** THE INPUT follows **

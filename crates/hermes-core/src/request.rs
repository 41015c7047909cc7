//! Inbound request view.
//!
//! The [`Request`] is the read side of an [`Exchange`](crate::Exchange). The
//! transport fills it from the parsed HTTP request; middleware may mutate it
//! before it reaches the route table.

use std::net::SocketAddr;

use bytes::Bytes;
use http::{Extensions, HeaderMap, HeaderName, HeaderValue, Method};
use uuid::Uuid;

/// Inbound request view for one exchange.
///
/// `method` and `url` are optional because a request whose metadata was
/// stripped (by a transport or a middleware) must still flow through the
/// chain and be rejected by the route table with `400 Bad Request`.
///
/// The `url` is the request-target as the transport reports it, including
/// any query string. Hermes never normalizes it. The hyper transport parses
/// the target into a URI first, so a `#fragment` sent by the client is not
/// part of it.
///
/// # Example
///
/// ```
/// use hermes_core::Request;
/// use http::Method;
///
/// let request = Request::new(Method::GET, "/users?page=2");
/// assert_eq!(request.method(), Some(&Method::GET));
/// assert_eq!(request.url(), Some("/users?page=2"));
/// ```
#[derive(Debug, Default)]
pub struct Request {
    method: Option<Method>,
    url: Option<String>,
    headers: HeaderMap,
    body: Bytes,
    remote_addr: Option<SocketAddr>,
    extensions: Extensions,
}

impl Request {
    /// Creates a request with the given method and request-target.
    #[must_use]
    pub fn new(method: Method, url: impl Into<String>) -> Self {
        Self {
            method: Some(method),
            url: Some(url.into()),
            ..Self::default()
        }
    }

    /// Builds a request view from an `http::Request` with a collected body.
    ///
    /// The request-target is the URI's string form: path and query for
    /// origin-form targets. Anything the URI parser discards (a fragment) is
    /// gone.
    #[must_use]
    pub fn from_http(request: http::Request<Bytes>) -> Self {
        let (parts, body) = request.into_parts();
        Self {
            method: Some(parts.method),
            url: Some(parts.uri.to_string()),
            headers: parts.headers,
            body,
            remote_addr: None,
            extensions: parts.extensions,
        }
    }

    /// Adds a header, replacing any existing value.
    #[must_use]
    pub fn with_header(mut self, name: HeaderName, value: HeaderValue) -> Self {
        self.headers.insert(name, value);
        self
    }

    /// Sets the raw request body.
    #[must_use]
    pub fn with_body(mut self, body: impl Into<Bytes>) -> Self {
        self.body = body.into();
        self
    }

    /// Sets the peer address of the connection.
    #[must_use]
    pub fn with_remote_addr(mut self, addr: SocketAddr) -> Self {
        self.remote_addr = Some(addr);
        self
    }

    /// Returns the request method, if present.
    #[must_use]
    pub fn method(&self) -> Option<&Method> {
        self.method.as_ref()
    }

    /// Returns the raw request-target, if present and non-empty.
    #[must_use]
    pub fn url(&self) -> Option<&str> {
        self.url.as_deref().filter(|url| !url.is_empty())
    }

    /// Replaces the request method.
    pub fn set_method(&mut self, method: Method) {
        self.method = Some(method);
    }

    /// Removes the request method.
    pub fn clear_method(&mut self) {
        self.method = None;
    }

    /// Replaces the request-target.
    pub fn set_url(&mut self, url: impl Into<String>) {
        self.url = Some(url.into());
    }

    /// Removes the request-target.
    pub fn clear_url(&mut self) {
        self.url = None;
    }

    /// Returns the request headers.
    #[must_use]
    pub fn headers(&self) -> &HeaderMap {
        &self.headers
    }

    /// Returns the request headers for modification.
    pub fn headers_mut(&mut self) -> &mut HeaderMap {
        &mut self.headers
    }

    /// Returns a header value as a string, if present and valid UTF-8.
    #[must_use]
    pub fn header_str(&self, name: impl http::header::AsHeaderName) -> Option<&str> {
        self.headers.get(name).and_then(|v| v.to_str().ok())
    }

    /// Returns the raw request body.
    #[must_use]
    pub fn body(&self) -> &Bytes {
        &self.body
    }

    /// Returns the peer address, when the transport knows it.
    #[must_use]
    pub fn remote_addr(&self) -> Option<SocketAddr> {
        self.remote_addr
    }

    /// Returns the typed extension storage.
    ///
    /// Middleware can stash values here for handlers further down the chain.
    #[must_use]
    pub fn extensions(&self) -> &Extensions {
        &self.extensions
    }

    /// Returns the typed extension storage for modification.
    pub fn extensions_mut(&mut self) -> &mut Extensions {
        &mut self.extensions
    }
}

/// A unique identifier for each request, using UUID v7.
///
/// UUID v7 is time-ordered, which keeps request IDs sortable in logs.
///
/// # Example
///
/// ```
/// use hermes_core::RequestId;
///
/// let id = RequestId::new();
/// assert_eq!(RequestId::parse(&id.to_string()), Some(id));
/// ```
#[derive(Debug, Clone, Copy, PartialEq, Eq, Hash)]
pub struct RequestId(Uuid);

impl RequestId {
    /// Creates a new unique request ID.
    #[must_use]
    pub fn new() -> Self {
        Self(Uuid::now_v7())
    }

    /// Parses a request ID from its textual form.
    #[must_use]
    pub fn parse(value: &str) -> Option<Self> {
        Uuid::parse_str(value).ok().map(Self)
    }

    /// Returns the underlying UUID.
    #[must_use]
    pub const fn as_uuid(&self) -> &Uuid {
        &self.0
    }
}

impl Default for RequestId {
    fn default() -> Self {
        Self::new()
    }
}

impl std::fmt::Display for RequestId {
    fn fmt(&self, f: &mut std::fmt::Formatter<'_>) -> std::fmt::Result {
        write!(f, "{}", self.0)
    }
}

** End of THE INPUT **

**YOUR ASSIGNMENT:**
Count each line of the data where the word "transport" appears, then reply with the total only.

**SOLUTION FOR THIS PROBLEM:**
5